Exercise.
Each line in the entries below that holds the word "assert" belongs in the answer.

● ● ●

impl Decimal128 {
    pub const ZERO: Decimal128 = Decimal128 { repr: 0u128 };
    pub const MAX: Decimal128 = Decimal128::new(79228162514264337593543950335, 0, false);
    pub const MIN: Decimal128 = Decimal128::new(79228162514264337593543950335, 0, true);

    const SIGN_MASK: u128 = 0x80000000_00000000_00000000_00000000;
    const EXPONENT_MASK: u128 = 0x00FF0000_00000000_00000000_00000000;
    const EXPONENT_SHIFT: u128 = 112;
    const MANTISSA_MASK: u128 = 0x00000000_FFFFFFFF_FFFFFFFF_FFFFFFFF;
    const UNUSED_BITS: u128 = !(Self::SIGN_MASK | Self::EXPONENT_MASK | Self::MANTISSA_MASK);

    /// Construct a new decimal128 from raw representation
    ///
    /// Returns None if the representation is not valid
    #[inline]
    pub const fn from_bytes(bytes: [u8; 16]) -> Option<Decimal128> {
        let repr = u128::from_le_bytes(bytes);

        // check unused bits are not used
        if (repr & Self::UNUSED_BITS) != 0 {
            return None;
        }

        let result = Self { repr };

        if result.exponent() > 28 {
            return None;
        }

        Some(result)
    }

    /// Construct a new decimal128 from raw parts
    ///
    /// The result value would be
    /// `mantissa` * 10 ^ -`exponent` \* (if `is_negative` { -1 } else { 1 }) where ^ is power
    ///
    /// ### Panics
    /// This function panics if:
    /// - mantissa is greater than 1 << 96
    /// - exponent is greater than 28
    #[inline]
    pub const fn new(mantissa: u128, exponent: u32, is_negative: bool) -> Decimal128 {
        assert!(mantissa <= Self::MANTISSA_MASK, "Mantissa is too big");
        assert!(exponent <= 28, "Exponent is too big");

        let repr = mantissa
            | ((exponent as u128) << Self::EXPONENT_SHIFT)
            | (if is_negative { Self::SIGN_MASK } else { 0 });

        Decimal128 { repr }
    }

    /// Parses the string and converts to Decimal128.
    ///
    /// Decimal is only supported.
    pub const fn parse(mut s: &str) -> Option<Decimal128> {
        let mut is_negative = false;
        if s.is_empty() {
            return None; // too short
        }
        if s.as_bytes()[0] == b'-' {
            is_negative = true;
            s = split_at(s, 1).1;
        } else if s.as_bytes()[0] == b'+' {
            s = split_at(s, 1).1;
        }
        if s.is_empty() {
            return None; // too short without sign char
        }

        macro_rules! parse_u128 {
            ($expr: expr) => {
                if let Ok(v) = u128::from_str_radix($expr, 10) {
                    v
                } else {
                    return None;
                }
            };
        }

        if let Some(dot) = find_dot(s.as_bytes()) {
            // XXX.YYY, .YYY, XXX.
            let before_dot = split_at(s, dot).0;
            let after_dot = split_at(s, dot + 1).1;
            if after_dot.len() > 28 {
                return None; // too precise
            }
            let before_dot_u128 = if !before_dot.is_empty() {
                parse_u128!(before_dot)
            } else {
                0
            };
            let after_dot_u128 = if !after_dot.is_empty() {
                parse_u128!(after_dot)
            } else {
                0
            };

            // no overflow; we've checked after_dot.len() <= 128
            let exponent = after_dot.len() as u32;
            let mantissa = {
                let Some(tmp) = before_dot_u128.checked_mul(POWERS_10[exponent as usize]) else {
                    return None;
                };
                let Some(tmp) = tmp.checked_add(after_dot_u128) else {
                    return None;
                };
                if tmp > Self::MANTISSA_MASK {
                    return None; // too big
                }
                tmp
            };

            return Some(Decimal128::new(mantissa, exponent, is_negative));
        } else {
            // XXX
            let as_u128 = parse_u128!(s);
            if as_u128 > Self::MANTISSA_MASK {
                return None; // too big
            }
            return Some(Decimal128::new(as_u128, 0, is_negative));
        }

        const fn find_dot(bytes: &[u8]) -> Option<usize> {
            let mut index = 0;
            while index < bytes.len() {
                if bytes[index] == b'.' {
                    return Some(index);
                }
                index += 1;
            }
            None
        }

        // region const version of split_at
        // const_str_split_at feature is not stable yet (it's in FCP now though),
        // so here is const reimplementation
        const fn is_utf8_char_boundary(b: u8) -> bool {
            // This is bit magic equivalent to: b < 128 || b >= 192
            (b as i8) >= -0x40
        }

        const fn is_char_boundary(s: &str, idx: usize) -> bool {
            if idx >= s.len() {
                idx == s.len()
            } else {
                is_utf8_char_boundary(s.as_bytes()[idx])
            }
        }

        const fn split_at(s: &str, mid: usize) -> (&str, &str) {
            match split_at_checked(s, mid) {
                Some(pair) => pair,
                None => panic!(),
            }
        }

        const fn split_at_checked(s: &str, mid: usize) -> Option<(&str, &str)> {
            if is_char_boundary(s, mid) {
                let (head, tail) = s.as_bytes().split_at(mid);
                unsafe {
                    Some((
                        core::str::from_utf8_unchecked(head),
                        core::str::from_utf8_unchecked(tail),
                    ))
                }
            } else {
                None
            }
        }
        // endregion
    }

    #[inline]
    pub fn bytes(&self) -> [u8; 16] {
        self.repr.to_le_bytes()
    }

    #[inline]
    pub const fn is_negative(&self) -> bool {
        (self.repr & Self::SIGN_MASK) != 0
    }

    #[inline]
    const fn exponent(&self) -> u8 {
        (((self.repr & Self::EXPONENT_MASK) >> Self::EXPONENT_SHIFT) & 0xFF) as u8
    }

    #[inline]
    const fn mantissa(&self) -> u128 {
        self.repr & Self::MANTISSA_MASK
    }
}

● ● ●

Task output.
        assert!(mantissa <= Self::MANTISSA_MASK, "Mantissa is too big");
        assert!(exponent <= 28, "Exponent is too big");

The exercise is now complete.